* [Activity]:
Search the entries below. Return every line that has "number" in it.

* [Extracted entries]:

________________

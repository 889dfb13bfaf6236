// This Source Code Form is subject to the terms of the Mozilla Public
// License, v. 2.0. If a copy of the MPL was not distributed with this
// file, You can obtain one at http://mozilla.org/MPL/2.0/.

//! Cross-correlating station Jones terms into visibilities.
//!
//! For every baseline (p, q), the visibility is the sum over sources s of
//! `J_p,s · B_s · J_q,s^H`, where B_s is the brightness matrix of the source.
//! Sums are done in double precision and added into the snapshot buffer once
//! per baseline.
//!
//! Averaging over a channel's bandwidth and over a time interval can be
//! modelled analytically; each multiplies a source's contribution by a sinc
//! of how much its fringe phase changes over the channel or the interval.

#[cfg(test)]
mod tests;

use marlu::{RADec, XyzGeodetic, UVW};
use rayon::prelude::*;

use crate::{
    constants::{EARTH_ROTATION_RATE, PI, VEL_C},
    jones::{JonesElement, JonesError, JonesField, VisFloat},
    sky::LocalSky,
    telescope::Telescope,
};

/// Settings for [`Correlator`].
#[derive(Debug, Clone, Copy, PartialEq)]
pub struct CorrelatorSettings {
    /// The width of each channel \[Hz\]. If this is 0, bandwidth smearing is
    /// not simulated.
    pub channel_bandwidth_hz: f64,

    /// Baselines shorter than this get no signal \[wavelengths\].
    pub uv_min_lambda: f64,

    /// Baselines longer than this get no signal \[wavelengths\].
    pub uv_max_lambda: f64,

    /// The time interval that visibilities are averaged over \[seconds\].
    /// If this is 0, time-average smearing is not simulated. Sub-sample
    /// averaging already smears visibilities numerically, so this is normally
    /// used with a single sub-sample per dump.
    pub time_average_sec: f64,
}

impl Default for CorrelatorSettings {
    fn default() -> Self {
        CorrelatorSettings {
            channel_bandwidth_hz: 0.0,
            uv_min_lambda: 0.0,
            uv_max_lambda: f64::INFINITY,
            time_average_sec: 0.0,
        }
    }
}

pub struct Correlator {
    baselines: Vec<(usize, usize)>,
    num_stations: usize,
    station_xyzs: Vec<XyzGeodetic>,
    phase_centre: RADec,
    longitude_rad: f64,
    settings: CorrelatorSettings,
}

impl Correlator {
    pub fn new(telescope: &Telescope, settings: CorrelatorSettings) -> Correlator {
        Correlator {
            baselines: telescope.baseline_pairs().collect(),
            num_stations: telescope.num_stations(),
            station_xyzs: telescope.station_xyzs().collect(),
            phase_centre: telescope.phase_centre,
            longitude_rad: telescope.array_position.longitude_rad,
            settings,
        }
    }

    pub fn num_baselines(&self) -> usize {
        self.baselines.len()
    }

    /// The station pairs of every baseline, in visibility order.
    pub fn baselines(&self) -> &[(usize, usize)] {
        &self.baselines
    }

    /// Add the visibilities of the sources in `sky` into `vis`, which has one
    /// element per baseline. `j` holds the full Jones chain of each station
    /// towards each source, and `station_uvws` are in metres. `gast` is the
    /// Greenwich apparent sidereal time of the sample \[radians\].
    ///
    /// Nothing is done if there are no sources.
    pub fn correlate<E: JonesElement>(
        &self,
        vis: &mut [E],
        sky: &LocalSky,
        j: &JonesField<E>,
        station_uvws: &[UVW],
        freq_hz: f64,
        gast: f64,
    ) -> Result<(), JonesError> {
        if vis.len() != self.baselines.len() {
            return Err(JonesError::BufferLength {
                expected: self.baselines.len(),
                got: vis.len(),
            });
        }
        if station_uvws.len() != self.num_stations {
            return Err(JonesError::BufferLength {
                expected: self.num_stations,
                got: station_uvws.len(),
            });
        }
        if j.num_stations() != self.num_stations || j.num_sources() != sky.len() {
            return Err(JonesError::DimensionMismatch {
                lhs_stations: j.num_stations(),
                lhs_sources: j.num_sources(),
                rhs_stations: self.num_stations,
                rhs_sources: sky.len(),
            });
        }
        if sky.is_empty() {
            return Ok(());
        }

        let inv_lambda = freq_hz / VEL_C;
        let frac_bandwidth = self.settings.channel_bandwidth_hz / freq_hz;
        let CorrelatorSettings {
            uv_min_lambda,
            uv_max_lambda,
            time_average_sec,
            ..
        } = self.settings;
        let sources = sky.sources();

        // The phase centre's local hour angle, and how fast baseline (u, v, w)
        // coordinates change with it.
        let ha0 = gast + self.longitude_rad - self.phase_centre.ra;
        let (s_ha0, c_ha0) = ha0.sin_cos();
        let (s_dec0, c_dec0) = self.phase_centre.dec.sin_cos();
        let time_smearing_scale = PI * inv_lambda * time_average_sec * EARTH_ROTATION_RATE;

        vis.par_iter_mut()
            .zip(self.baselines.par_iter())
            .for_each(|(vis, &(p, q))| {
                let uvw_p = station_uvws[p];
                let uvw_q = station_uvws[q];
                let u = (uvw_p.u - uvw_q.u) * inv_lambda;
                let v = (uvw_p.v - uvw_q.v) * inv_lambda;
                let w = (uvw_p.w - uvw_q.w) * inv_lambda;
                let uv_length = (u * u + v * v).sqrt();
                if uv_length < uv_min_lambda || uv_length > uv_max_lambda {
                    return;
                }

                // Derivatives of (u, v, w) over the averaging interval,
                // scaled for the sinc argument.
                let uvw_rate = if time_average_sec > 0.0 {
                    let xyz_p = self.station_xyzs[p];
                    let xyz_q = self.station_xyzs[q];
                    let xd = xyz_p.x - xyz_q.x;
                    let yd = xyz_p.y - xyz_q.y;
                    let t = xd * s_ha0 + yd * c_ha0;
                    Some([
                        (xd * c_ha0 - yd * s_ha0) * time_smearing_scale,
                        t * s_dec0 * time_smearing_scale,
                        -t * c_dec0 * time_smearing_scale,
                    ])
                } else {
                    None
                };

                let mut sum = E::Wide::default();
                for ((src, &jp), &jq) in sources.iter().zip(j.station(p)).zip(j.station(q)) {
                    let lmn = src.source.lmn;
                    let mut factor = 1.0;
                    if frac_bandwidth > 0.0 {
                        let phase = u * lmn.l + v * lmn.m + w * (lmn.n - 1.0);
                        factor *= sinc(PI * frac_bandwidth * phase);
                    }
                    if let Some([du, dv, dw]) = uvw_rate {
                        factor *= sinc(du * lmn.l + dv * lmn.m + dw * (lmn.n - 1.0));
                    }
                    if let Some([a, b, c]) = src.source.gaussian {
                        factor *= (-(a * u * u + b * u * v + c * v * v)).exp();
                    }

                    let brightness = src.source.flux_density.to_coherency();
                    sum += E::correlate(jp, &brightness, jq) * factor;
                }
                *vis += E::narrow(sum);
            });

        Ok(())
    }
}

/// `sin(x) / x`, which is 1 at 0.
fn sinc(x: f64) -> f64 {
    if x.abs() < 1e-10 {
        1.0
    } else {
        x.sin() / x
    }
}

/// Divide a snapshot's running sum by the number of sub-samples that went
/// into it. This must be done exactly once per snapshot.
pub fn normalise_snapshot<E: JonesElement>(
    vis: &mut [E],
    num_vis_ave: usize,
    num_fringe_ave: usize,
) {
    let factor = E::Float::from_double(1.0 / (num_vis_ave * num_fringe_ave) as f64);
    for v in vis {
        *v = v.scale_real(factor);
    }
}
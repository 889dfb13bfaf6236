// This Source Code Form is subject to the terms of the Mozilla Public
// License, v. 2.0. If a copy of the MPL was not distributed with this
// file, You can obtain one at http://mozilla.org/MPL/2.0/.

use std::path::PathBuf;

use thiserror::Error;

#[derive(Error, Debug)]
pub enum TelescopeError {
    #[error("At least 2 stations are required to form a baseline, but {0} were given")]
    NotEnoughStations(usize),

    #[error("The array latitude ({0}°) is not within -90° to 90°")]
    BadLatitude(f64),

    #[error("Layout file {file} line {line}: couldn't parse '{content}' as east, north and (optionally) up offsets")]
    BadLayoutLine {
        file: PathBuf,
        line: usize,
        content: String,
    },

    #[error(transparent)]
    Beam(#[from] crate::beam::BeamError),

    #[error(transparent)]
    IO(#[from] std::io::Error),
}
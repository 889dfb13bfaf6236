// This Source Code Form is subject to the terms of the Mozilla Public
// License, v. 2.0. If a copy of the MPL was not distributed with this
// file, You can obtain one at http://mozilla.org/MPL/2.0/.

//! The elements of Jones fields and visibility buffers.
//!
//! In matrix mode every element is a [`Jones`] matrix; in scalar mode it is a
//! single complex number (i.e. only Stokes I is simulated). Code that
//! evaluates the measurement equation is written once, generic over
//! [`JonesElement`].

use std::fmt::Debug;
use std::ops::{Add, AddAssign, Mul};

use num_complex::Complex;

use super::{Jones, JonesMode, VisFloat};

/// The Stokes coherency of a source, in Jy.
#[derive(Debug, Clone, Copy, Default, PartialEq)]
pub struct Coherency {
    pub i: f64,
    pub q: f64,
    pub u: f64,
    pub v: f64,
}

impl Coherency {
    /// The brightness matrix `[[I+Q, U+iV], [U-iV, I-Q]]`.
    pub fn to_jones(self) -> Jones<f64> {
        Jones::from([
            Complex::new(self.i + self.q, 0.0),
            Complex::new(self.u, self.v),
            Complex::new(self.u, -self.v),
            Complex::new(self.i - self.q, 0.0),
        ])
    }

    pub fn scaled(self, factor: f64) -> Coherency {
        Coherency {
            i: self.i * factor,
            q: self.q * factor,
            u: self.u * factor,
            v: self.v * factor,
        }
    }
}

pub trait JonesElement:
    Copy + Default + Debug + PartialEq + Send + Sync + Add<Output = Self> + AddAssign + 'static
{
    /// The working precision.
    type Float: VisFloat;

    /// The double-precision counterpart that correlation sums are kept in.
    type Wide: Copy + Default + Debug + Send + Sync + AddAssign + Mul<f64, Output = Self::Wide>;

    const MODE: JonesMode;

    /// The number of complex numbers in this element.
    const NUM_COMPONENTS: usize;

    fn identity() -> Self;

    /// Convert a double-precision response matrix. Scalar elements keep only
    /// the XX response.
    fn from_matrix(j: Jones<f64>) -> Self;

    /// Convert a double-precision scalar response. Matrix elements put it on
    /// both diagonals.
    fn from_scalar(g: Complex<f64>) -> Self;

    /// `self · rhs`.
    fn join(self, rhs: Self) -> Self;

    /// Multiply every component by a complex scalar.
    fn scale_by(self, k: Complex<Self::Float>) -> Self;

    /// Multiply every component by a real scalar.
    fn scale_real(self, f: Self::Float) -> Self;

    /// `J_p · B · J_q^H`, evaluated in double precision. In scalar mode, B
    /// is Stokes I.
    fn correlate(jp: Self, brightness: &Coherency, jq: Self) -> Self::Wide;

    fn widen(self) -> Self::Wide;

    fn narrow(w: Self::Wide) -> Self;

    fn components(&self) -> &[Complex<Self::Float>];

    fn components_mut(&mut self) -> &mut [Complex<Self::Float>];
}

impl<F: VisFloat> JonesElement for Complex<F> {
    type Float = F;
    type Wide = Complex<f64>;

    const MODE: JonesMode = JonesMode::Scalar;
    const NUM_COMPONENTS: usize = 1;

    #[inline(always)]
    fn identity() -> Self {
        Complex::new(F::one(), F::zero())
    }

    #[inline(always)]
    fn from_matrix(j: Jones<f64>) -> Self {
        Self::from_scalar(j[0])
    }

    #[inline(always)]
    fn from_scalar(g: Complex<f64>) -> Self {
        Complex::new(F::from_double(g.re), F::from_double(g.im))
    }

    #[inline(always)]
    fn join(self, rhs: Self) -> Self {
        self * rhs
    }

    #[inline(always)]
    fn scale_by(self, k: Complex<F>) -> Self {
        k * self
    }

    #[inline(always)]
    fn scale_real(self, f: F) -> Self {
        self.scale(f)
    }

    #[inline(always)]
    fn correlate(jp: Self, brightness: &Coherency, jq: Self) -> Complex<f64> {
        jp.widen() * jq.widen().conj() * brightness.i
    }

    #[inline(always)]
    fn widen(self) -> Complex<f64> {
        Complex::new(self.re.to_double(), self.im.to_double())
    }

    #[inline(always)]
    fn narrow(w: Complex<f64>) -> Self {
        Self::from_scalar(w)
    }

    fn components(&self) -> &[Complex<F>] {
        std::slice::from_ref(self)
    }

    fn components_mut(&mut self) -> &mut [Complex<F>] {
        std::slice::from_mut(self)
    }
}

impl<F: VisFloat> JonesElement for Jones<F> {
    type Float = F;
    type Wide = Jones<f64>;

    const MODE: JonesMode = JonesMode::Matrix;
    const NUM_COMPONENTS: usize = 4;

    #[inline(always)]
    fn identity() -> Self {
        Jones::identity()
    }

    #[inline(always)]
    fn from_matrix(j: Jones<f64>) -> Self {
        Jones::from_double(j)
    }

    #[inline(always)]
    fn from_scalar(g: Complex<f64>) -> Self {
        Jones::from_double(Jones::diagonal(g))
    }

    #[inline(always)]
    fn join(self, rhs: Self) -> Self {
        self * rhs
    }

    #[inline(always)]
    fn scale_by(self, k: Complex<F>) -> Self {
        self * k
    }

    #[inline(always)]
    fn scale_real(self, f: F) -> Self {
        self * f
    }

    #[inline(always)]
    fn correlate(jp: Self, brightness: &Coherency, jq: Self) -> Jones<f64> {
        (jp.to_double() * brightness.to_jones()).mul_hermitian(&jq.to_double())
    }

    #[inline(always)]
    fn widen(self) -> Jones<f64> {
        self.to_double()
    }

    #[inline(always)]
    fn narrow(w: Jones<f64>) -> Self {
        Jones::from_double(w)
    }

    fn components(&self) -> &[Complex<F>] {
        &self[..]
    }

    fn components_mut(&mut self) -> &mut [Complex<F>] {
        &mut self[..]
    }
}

________________

* [Solution to this problem]:
/// Divide a snapshot's running sum by the number of sub-samples that went
//! single complex number (i.e. only Stokes I is simulated). Code that
    /// The number of complex numbers in this element.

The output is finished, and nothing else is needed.